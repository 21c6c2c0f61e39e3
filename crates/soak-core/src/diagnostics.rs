//! Post-run failure classification and corrective actions.
//!
//! Inspects the persisted logs and artifacts of a finished run — never
//! the live process — and distinguishes failures the loop can route
//! around from failures that invalidate every subsequent run (broken
//! capture hardware, failed recovery), which force the batch to stop.

use std::path::{Path, PathBuf};
use std::process::Stdio;
use std::sync::OnceLock;

use regex::Regex;
use tokio::process::Command;
use tracing::{debug, error, warn};

use crate::config::Config;
use crate::hooks::{Hook, HookRunner};
use crate::recorder::RunRecord;

/// Runs all classifiers and recovery actions for one finished run.
/// Returns true when the batch must stop.
pub async fn classify_and_recover(
    record: &RunRecord,
    config: &Config,
    hooks: &HookRunner,
) -> bool {
    let mut stop = false;

    if let Err(e) = copy_timeout_template(&record.run_dir).await {
        debug!(error = %e, "match-timeout template not copied");
    }
    if let Err(e) = extract_backtrace(&record.run_dir, config).await {
        debug!(error = %e, "backtrace extraction skipped");
    }

    if logs_mention_no_video(&record.run_dir).await && !hardware_ok(record, config).await {
        stop = true;
    }

    if record.exit_status != 0 && !hooks.run(Hook::Recover, &record.run_dir).await {
        error!("recover hook failed; stopping after this run");
        stop = true;
    }

    stop
}

fn match_timeout_re() -> &'static Regex {
    static RE: OnceLock<Regex> = OnceLock::new();
    RE.get_or_init(|| {
        Regex::new(r"MatchTimeout: Didn't find match for '([^']+)'").expect("valid regex")
    })
}

/// Copies the template image named by a match-timeout failure into the
/// run directory, so reports can show what the test was looking for.
async fn copy_timeout_template(run_dir: &Path) -> anyhow::Result<()> {
    let stderr_log = tokio::fs::read_to_string(run_dir.join("stderr.log"))
        .await
        .unwrap_or_default();
    let Some(caps) = match_timeout_re().captures(&stderr_log) else {
        return Ok(());
    };

    let template = PathBuf::from(&caps[1]);
    let Some(file_name) = template.file_name() else {
        return Ok(());
    };
    // Relative template paths were relative to the test's cwd (the run
    // directory itself).
    let source = if template.is_absolute() {
        template.clone()
    } else {
        run_dir.join(&template)
    };
    let dest = run_dir.join(file_name);
    if source != dest && source.exists() {
        tokio::fs::copy(&source, &dest).await?;
        debug!(template = %template.display(), "copied match-timeout template");
    }
    Ok(())
}

/// Extracts a backtrace from any core dump the test left behind.
async fn extract_backtrace(run_dir: &Path, config: &Config) -> anyhow::Result<()> {
    let Some(core) = find_core_file(run_dir)? else {
        return Ok(());
    };
    warn!(core = %core.display(), "core dump found; extracting backtrace");

    let output = Command::new(&config.collaborators.debugger)
        .args(["--batch", "-ex", "thread apply all bt", "-c"])
        .arg(&core)
        .current_dir(run_dir)
        .stdin(Stdio::null())
        .output()
        .await?;
    let mut log = output.stdout;
    log.extend_from_slice(&output.stderr);
    tokio::fs::write(run_dir.join("backtrace.log"), &log).await?;
    Ok(())
}

fn find_core_file(run_dir: &Path) -> std::io::Result<Option<PathBuf>> {
    for entry in std::fs::read_dir(run_dir)? {
        let entry = entry?;
        if entry.file_name().to_string_lossy().starts_with("core") {
            return Ok(Some(entry.path()));
        }
    }
    Ok(None)
}

/// Recognizes the "no video / hardware" failure class in either log.
async fn logs_mention_no_video(run_dir: &Path) -> bool {
    for name in ["stdout.log", "stderr.log"] {
        if let Ok(text) = tokio::fs::read_to_string(run_dir.join(name)).await {
            if text.contains("NoVideo") || text.contains("No video") {
                return true;
            }
        }
    }
    false
}

/// Invokes the hardware-check collaborator. A failed check writes
/// `failure-reason` (unless the collaborator already did) and stops
/// the batch; an unconfigured check trivially passes.
async fn hardware_ok(record: &RunRecord, config: &Config) -> bool {
    let Some(check) = &config.collaborators.hardware_check else {
        return true;
    };
    warn!("no-video failure detected; checking capture hardware");

    let status = Command::new(check)
        .current_dir(&record.run_dir)
        .stdin(Stdio::null())
        .status()
        .await;
    match status {
        Ok(status) if status.success() => true,
        _ => {
            error!("capture hardware check failed; stopping the batch");
            let reason = record.run_dir.join("failure-reason");
            if !reason.exists() {
                let _ = tokio::fs::write(
                    &reason,
                    "No video signal: capture hardware check failed\n",
                )
                .await;
            }
            false
        }
    }
}

#[cfg(all(test, unix))]
mod tests {
    use super::*;
    use crate::recorder::RunRecord;
    use chrono::Local;
    use std::collections::BTreeSet;
    use std::os::unix::fs::PermissionsExt;
    use std::time::Duration;
    use tempfile::TempDir;

    fn fake_record(run_dir: &Path, exit_status: i32) -> RunRecord {
        RunRecord {
            run_dir: run_dir.to_path_buf(),
            start_time: Local::now(),
            duration: Duration::from_secs(1),
            exit_status,
            interrupted: false,
            artifacts: BTreeSet::new(),
        }
    }

    fn write_script(dir: &Path, name: &str, body: &str) -> PathBuf {
        let path = dir.join(name);
        std::fs::write(&path, format!("#!/bin/sh\n{body}\n")).unwrap();
        let mut perms = std::fs::metadata(&path).unwrap().permissions();
        perms.set_mode(0o755);
        std::fs::set_permissions(&path, perms).unwrap();
        path
    }

    #[tokio::test]
    async fn clean_run_does_not_stop() {
        let temp = TempDir::new().unwrap();
        let config = Config::new(temp.path());
        let hooks = HookRunner::default();
        std::fs::write(temp.path().join("stderr.log"), "").unwrap();

        let stop = classify_and_recover(&fake_record(temp.path(), 0), &config, &hooks).await;
        assert!(!stop);
    }

    #[tokio::test]
    async fn match_timeout_template_is_copied_into_run_dir() {
        let temp = TempDir::new().unwrap();
        let run_dir = temp.path().join("run");
        std::fs::create_dir(&run_dir).unwrap();

        let template = temp.path().join("menu-button.png");
        std::fs::write(&template, b"png bytes").unwrap();
        std::fs::write(
            run_dir.join("stderr.log"),
            format!(
                "MatchTimeout: Didn't find match for '{}' within 10 seconds.\n",
                template.display()
            ),
        )
        .unwrap();

        let config = Config::new(temp.path());
        let hooks = HookRunner::default();
        classify_and_recover(&fake_record(&run_dir, 1), &config, &hooks).await;

        assert_eq!(
            std::fs::read(run_dir.join("menu-button.png")).unwrap(),
            b"png bytes"
        );
    }

    #[tokio::test]
    async fn failing_hardware_check_stops_and_records_reason() {
        let temp = TempDir::new().unwrap();
        std::fs::write(temp.path().join("stderr.log"), "NoVideo: lost the feed\n").unwrap();
        let check = write_script(temp.path(), "check.sh", "exit 1");

        let mut config = Config::new(temp.path());
        config.collaborators.hardware_check = Some(check);
        let hooks = HookRunner::default();

        let stop = classify_and_recover(&fake_record(temp.path(), 1), &config, &hooks).await;
        assert!(stop);
        let reason = std::fs::read_to_string(temp.path().join("failure-reason")).unwrap();
        assert!(reason.contains("hardware"));
    }

    #[tokio::test]
    async fn passing_hardware_check_does_not_stop() {
        let temp = TempDir::new().unwrap();
        std::fs::write(temp.path().join("stdout.log"), "No video\n").unwrap();
        let check = write_script(temp.path(), "check.sh", "exit 0");

        let mut config = Config::new(temp.path());
        config.collaborators.hardware_check = Some(check);
        let hooks = HookRunner::default();

        // exit_status 0 so the recover hook path stays out of the way
        let stop = classify_and_recover(&fake_record(temp.path(), 0), &config, &hooks).await;
        assert!(!stop);
        assert!(!temp.path().join("failure-reason").exists());
    }

    #[tokio::test]
    async fn failing_recover_hook_stops_the_batch() {
        let temp = TempDir::new().unwrap();
        std::fs::write(temp.path().join("stderr.log"), "").unwrap();
        let recover = write_script(temp.path(), "recover.sh", "exit 1");

        let config = Config::new(temp.path());
        let hooks = HookRunner::new(crate::config::Hooks {
            recover: Some(recover),
            ..crate::config::Hooks::default()
        });

        assert!(classify_and_recover(&fake_record(temp.path(), 1), &config, &hooks).await);
        // Passing runs never invoke the recover hook.
        assert!(!classify_and_recover(&fake_record(temp.path(), 0), &config, &hooks).await);
    }
}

-- -- --

DESCRIPTION OF THE TASK
Whenever a line in the records contains the word "source", copy that line.

TASK RESULT
    let source = if template.is_absolute() {
    if source != dest && source.exists() {
        tokio::fs::copy(&source, &dest).await?;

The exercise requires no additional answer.